#[tokio::test]
async fn record_mode_writes_missing_templates() -> Result<()> {
    let dir = assert_fs::TempDir::new()?;

    let fresh = test_case(&dir, "fresh.py", "one\r\ntwo\n")?;
    let existing = test_case(&dir, "existing.py", "new\n")?;
    dir.child("existing.py.exp").write_str("old\n")?;

    let target = FakeTarget::default();
    let runner = TestRunner::new(
        RunnerConfig::default()
            .with_mode(RunMode::Record)
            .with_artifacts_dir(dir.path()),
    );

    let (report, _) = run(&runner, &[fresh, existing], &target, &EchoOracle::default()).await?;

    dir.child("fresh.py.exp").assert("one\ntwo\n");
    dir.child("existing.py.exp").assert("old\n");
    assert_eq!(report.passed_count, 1);
    assert_eq!(report.skipped, vec!["existing"]);
    assert_eq!(report.testcase_count, 2);

    let log = target.snapshot().await;
    assert_eq!(log.opened, 0);
    assert!(log.runs.is_empty());

    Ok(())
}

#[tokio::test]
async fn verbose_failure_prints_diff() -> Result<()> {
    let dir = assert_fs::TempDir::new()?;
    let artifacts = assert_fs::TempDir::new()?;
    let test = test_case(&dir, "v.py", "same\nexpected\n")?;

    let target = FakeTarget::default();
    target.respond(&test, Behavior::Output("same\nactual\n")).await;

    let runner = TestRunner::new(
        RunnerConfig::default()
            .with_artifacts_dir(artifacts.path())
            .with_verbose(true),
    );
    let (report, out) = run(&runner, &[test], &target, &EchoOracle::default()).await?;

    assert!(!report.success());
    assert!(out.contains("- expected"));
    assert!(out.contains("+ actual"));

    Ok(())
}

#[test]
fn verdict_labels() {
    assert_eq!(Verdict::Passed.label(), "pass");
    assert_eq!(Verdict::Failed.label(), "FAIL");
    assert_eq!(Verdict::Skipped.label(), "skip");
}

= Instructions to follow =
Print the data in full. Match it exactly.

= Answer box =
#[tokio::test]
async fn record_mode_writes_missing_templates() -> Result<()> {
    let dir = assert_fs::TempDir::new()?;

    let fresh = test_case(&dir, "fresh.py", "one\r\ntwo\n")?;
    let existing = test_case(&dir, "existing.py", "new\n")?;
    dir.child("existing.py.exp").write_str("old\n")?;

    let target = FakeTarget::default();
    let runner = TestRunner::new(
        RunnerConfig::default()
            .with_mode(RunMode::Record)
            .with_artifacts_dir(dir.path()),
    );

    let (report, _) = run(&runner, &[fresh, existing], &target, &EchoOracle::default()).await?;

    dir.child("fresh.py.exp").assert("one\ntwo\n");
    dir.child("existing.py.exp").assert("old\n");
    assert_eq!(report.passed_count, 1);
    assert_eq!(report.skipped, vec!["existing"]);
    assert_eq!(report.testcase_count, 2);

    let log = target.snapshot().await;
    assert_eq!(log.opened, 0);
    assert!(log.runs.is_empty());

    Ok(())
}

#[tokio::test]
async fn verbose_failure_prints_diff() -> Result<()> {
    let dir = assert_fs::TempDir::new()?;
    let artifacts = assert_fs::TempDir::new()?;
    let test = test_case(&dir, "v.py", "same\nexpected\n")?;

    let target = FakeTarget::default();
    target.respond(&test, Behavior::Output("same\nactual\n")).await;

    let runner = TestRunner::new(
        RunnerConfig::default()
            .with_artifacts_dir(artifacts.path())
            .with_verbose(true),
    );
    let (report, out) = run(&runner, &[test], &target, &EchoOracle::default()).await?;

    assert!(!report.success());
    assert!(out.contains("- expected"));
    assert!(out.contains("+ actual"));

    Ok(())
}

#[test]
fn verdict_labels() {
    assert_eq!(Verdict::Passed.label(), "pass");
    assert_eq!(Verdict::Failed.label(), "FAIL");
    assert_eq!(Verdict::Skipped.label(), "skip");
}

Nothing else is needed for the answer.